◆ **Directions**
Give the tally of lines in the listing that include "ToolCatalog". No other words belong in the answer.

--------------------

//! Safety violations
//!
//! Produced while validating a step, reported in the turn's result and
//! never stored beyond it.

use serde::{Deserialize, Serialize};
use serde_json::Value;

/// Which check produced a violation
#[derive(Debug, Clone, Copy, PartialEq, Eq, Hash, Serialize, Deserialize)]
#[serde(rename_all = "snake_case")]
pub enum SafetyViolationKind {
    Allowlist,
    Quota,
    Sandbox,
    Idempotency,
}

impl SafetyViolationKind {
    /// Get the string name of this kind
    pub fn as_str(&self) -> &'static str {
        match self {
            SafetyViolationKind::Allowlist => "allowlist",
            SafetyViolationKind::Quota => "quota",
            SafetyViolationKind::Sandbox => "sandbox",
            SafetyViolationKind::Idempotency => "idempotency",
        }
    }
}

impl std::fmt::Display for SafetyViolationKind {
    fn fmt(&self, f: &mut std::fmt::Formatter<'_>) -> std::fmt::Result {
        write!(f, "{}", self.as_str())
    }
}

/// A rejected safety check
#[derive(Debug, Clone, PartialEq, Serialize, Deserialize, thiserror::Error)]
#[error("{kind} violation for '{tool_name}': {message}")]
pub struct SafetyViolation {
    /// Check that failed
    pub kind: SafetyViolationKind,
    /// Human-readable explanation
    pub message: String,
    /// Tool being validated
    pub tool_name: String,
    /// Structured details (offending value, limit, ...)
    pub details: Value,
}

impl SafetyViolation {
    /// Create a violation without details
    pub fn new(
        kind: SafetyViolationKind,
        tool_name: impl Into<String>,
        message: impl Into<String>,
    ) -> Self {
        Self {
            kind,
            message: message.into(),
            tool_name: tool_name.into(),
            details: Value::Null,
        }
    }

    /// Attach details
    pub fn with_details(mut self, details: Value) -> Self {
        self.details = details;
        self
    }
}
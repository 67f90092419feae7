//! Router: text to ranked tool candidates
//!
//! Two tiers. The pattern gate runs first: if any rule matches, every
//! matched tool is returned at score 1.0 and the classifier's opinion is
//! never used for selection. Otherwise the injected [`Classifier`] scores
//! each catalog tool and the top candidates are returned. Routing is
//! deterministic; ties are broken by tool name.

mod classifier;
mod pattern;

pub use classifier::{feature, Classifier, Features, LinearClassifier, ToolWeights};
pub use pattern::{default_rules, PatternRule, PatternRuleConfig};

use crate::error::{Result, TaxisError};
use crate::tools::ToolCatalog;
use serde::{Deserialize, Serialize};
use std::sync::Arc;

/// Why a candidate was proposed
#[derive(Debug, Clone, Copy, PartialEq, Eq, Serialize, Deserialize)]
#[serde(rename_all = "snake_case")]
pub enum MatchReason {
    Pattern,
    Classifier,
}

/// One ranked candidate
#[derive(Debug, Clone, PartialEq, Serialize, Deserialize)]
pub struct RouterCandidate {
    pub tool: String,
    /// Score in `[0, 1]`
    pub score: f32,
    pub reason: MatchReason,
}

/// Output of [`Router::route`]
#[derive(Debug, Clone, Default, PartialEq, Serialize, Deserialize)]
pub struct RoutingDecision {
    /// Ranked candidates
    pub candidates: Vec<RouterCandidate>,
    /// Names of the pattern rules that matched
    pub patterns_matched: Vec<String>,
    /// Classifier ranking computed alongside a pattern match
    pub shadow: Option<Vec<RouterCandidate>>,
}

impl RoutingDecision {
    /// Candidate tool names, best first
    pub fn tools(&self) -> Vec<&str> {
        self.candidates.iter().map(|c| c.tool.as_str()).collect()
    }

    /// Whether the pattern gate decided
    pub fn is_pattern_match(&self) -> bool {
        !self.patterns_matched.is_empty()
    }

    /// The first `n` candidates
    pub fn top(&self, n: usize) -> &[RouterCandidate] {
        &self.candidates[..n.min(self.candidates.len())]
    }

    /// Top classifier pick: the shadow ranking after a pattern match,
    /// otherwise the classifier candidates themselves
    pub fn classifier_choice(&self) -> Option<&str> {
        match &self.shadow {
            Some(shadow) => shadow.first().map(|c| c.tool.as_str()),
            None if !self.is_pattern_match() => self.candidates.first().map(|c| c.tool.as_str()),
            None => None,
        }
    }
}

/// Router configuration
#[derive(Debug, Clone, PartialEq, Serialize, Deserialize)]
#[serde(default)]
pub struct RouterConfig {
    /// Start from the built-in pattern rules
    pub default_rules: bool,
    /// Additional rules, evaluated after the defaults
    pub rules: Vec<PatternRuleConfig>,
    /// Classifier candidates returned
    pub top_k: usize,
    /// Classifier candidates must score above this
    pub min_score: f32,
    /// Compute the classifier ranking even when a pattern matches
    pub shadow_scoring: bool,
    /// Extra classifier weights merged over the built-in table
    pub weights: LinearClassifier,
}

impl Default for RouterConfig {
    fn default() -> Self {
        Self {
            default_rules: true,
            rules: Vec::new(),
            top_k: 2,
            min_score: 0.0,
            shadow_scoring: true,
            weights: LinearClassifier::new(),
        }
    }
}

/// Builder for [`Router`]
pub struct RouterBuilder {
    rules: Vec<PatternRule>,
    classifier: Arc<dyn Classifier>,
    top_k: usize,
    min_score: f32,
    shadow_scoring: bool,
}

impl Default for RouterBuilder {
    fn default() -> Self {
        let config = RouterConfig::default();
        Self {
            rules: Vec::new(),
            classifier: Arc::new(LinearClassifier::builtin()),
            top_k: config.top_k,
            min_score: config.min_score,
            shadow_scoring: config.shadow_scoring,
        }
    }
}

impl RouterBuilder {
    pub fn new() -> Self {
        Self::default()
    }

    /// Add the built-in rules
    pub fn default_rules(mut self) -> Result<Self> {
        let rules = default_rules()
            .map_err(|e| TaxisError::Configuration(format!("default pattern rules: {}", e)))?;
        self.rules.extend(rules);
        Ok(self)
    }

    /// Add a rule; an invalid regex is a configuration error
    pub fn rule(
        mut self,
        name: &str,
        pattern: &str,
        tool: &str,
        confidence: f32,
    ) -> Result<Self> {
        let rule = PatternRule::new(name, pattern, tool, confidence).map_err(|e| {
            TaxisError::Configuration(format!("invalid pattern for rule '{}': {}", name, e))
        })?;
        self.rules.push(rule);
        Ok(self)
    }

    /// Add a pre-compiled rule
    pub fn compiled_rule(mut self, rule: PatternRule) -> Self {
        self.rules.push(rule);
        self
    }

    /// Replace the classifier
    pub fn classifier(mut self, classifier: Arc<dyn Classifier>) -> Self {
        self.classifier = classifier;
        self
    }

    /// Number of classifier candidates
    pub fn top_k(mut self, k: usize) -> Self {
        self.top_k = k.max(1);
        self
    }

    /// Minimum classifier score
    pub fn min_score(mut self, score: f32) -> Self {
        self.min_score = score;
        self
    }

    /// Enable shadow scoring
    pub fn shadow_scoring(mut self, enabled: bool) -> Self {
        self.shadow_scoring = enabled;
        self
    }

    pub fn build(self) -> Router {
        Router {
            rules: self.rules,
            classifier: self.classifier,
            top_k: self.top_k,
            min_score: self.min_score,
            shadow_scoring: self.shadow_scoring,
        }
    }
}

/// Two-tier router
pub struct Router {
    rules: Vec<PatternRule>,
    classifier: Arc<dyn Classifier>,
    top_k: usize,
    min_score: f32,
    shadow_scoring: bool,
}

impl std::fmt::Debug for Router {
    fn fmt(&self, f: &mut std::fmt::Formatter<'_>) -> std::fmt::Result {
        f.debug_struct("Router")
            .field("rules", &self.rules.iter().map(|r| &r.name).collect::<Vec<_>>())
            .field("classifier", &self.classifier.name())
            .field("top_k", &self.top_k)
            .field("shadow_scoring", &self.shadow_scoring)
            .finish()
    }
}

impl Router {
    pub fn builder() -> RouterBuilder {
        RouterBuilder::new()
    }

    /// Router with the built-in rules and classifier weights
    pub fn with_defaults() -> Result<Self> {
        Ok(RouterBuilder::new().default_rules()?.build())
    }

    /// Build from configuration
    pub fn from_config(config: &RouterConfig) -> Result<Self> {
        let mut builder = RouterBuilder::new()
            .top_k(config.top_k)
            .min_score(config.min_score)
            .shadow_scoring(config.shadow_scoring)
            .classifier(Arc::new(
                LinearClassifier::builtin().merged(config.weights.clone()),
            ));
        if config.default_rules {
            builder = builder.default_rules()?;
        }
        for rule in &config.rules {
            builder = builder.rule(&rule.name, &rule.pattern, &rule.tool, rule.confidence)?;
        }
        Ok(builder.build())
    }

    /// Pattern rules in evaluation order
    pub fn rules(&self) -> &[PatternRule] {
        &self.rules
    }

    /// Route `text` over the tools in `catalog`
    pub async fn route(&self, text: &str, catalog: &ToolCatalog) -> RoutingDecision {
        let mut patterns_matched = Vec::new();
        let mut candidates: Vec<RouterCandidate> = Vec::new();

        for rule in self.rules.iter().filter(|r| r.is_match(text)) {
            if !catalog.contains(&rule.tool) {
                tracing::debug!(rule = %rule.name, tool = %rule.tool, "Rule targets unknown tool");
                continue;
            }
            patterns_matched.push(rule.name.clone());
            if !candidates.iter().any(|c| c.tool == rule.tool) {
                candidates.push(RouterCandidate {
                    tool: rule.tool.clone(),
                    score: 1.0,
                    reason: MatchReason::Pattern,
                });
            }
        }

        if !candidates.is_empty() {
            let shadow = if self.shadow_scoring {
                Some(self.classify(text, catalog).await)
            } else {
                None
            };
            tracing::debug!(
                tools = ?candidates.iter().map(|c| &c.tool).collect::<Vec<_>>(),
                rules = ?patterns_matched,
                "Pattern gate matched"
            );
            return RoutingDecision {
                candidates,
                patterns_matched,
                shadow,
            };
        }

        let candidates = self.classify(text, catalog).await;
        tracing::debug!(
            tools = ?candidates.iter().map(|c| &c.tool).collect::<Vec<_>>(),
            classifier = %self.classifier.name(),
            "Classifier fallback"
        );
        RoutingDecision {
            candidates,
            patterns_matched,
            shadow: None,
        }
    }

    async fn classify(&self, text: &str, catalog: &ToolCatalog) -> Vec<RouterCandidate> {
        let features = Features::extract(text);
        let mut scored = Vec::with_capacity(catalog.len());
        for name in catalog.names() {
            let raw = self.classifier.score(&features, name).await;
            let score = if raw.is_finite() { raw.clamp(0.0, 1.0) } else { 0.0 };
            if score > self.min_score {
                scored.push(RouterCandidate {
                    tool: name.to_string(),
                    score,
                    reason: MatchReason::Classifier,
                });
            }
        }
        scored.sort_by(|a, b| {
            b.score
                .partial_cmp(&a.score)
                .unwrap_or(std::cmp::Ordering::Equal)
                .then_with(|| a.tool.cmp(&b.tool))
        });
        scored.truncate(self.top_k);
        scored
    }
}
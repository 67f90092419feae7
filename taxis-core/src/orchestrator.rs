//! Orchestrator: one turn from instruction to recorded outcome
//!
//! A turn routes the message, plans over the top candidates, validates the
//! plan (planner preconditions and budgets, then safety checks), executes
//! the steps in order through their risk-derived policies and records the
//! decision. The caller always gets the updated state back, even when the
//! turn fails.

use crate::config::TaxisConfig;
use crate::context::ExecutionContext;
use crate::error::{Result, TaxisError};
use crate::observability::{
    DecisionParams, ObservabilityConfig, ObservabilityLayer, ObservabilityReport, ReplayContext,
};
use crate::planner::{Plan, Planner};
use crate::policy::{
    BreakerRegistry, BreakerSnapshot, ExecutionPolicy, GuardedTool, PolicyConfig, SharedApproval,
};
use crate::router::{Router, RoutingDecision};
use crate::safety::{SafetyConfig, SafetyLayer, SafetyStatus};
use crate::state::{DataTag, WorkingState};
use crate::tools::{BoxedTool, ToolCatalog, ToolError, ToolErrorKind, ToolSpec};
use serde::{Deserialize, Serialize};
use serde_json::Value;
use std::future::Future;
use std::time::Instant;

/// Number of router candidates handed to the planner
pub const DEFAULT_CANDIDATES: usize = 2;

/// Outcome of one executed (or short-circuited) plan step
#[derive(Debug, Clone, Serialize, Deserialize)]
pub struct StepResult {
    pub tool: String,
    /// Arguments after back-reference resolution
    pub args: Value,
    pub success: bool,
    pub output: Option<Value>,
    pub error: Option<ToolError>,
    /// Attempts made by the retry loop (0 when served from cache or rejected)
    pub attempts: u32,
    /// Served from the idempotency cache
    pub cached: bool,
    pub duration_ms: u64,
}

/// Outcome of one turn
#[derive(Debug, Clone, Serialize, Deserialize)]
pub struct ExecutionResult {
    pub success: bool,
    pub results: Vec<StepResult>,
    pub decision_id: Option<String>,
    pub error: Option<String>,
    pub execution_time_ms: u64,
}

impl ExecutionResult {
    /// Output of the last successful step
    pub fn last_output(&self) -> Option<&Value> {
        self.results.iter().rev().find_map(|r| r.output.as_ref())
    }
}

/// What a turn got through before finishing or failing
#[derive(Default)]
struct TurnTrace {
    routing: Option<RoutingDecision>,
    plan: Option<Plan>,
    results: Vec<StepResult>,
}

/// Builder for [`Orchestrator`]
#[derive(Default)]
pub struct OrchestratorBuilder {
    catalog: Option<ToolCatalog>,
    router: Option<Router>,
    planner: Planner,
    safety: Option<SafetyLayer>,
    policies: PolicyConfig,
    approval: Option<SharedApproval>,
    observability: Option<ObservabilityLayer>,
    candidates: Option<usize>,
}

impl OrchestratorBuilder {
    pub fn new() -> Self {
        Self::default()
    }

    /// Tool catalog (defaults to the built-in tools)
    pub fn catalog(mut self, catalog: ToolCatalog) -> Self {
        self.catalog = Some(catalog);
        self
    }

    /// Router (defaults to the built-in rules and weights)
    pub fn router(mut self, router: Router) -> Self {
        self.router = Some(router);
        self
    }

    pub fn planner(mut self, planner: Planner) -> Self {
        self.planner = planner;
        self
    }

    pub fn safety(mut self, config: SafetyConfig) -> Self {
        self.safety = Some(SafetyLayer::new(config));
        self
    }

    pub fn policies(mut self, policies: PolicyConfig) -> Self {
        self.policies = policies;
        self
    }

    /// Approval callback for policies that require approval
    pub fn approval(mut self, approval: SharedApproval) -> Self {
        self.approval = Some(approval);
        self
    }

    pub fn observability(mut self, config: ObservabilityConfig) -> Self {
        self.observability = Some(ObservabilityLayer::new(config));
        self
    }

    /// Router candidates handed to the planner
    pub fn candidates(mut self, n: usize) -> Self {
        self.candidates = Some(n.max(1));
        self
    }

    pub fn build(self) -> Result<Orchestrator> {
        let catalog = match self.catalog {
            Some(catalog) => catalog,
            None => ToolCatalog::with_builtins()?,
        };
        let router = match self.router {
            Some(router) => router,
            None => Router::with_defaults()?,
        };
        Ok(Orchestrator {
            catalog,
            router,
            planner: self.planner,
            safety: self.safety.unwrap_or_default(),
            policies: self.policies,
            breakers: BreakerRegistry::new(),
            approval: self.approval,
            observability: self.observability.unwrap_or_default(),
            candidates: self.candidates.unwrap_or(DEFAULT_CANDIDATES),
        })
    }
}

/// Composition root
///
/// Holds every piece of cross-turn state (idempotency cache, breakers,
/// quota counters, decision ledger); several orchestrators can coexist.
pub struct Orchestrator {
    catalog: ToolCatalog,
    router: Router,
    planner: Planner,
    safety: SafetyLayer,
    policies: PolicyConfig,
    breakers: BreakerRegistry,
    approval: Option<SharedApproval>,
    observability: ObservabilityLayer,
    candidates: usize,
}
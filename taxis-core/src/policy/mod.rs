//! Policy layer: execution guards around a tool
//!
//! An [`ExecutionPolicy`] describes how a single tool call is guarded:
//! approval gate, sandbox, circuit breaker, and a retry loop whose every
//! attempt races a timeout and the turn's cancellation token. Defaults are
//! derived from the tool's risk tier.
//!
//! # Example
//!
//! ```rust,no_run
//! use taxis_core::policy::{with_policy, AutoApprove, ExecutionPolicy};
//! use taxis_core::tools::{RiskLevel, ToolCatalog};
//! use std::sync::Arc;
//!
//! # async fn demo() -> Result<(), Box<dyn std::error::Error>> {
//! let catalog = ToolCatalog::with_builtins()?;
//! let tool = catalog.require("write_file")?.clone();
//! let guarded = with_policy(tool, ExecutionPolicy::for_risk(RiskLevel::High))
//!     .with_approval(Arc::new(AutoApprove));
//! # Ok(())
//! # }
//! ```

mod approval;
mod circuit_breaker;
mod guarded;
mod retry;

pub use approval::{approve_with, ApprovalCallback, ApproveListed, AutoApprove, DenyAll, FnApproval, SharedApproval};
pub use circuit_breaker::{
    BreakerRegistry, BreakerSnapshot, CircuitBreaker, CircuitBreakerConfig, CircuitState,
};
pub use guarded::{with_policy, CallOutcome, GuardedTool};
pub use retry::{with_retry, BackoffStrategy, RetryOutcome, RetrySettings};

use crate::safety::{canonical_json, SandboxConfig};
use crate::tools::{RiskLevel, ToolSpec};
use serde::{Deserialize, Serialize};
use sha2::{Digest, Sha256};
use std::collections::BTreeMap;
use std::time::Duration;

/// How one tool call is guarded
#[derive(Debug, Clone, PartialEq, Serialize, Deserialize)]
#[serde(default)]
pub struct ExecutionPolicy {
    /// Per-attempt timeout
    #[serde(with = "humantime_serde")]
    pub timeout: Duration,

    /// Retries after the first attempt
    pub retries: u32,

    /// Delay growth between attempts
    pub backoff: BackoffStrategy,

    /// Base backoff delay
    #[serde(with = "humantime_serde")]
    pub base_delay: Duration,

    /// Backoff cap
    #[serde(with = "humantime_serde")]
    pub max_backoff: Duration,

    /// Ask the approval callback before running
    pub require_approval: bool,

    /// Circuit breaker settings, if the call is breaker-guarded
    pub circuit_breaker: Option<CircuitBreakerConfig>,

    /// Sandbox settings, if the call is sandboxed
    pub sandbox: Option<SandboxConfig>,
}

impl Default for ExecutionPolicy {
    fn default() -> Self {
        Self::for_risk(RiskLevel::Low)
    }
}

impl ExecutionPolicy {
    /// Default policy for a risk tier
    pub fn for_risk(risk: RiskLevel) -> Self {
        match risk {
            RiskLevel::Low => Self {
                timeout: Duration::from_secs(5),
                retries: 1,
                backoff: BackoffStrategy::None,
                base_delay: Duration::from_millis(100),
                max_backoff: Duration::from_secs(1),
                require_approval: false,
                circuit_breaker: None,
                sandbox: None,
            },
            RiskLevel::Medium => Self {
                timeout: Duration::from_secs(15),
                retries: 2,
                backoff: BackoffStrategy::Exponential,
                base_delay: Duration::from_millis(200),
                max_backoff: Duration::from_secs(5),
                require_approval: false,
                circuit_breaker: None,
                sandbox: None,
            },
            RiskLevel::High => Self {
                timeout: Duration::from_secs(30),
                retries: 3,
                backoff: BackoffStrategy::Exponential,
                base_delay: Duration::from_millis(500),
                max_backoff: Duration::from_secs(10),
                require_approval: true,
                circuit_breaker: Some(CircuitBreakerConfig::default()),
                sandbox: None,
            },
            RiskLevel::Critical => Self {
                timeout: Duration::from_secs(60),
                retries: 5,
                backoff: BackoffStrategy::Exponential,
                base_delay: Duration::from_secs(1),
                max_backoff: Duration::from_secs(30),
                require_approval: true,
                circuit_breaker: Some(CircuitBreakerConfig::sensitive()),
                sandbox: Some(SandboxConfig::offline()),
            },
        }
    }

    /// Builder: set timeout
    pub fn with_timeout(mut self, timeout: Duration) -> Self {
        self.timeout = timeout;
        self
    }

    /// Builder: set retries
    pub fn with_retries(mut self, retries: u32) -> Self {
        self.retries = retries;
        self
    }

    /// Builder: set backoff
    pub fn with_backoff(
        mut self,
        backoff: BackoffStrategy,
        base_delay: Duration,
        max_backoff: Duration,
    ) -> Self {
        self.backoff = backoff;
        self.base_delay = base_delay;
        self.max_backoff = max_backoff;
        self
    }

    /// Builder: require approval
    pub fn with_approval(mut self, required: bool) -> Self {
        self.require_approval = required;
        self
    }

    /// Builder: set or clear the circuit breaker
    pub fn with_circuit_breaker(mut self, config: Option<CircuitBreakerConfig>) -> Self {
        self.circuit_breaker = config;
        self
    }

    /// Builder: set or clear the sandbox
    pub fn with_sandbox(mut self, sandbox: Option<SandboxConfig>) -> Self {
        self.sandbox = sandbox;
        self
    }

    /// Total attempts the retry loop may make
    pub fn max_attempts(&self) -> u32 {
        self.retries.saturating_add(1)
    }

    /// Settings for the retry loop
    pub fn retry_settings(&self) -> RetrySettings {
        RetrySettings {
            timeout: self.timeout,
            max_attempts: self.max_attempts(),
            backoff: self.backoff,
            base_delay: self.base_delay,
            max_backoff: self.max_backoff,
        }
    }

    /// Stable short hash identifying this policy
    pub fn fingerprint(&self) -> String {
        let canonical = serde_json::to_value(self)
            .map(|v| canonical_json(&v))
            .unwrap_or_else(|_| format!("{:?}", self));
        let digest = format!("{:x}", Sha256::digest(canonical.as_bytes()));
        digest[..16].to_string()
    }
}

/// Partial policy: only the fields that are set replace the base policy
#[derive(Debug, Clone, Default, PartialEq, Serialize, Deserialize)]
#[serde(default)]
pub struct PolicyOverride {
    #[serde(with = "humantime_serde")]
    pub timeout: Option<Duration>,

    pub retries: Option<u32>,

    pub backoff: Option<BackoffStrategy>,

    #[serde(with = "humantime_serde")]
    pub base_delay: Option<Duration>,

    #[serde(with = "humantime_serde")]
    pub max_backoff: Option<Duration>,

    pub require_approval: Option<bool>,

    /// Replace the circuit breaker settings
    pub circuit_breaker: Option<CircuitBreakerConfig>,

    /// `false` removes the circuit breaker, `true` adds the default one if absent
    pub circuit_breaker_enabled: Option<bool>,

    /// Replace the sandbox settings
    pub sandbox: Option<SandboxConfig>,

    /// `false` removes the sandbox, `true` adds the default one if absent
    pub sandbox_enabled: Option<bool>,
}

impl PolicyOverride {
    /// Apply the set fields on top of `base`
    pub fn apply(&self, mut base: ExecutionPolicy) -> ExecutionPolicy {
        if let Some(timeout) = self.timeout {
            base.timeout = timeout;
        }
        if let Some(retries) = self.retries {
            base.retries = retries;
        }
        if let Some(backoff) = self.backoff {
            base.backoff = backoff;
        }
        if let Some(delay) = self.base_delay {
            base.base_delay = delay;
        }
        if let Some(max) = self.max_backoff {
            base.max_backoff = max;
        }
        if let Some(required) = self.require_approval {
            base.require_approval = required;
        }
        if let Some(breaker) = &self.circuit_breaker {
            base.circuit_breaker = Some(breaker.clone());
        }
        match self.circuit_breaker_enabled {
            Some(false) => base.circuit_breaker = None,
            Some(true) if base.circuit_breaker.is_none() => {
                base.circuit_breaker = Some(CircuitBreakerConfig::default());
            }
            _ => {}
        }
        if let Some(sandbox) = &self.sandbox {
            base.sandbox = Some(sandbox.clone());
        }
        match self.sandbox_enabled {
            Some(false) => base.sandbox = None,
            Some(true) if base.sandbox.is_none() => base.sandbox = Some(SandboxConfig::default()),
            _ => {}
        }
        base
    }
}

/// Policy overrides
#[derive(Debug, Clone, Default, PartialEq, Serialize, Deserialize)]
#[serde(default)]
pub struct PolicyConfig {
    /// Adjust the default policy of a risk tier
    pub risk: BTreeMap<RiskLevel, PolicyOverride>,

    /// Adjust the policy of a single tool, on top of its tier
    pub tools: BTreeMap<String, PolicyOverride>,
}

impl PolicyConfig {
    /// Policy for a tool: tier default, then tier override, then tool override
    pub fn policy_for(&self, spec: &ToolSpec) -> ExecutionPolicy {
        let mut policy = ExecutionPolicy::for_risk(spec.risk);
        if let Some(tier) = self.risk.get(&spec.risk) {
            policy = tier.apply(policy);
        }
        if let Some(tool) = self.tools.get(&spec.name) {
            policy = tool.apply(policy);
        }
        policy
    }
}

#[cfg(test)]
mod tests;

--------------------

◆ **Answer space**
10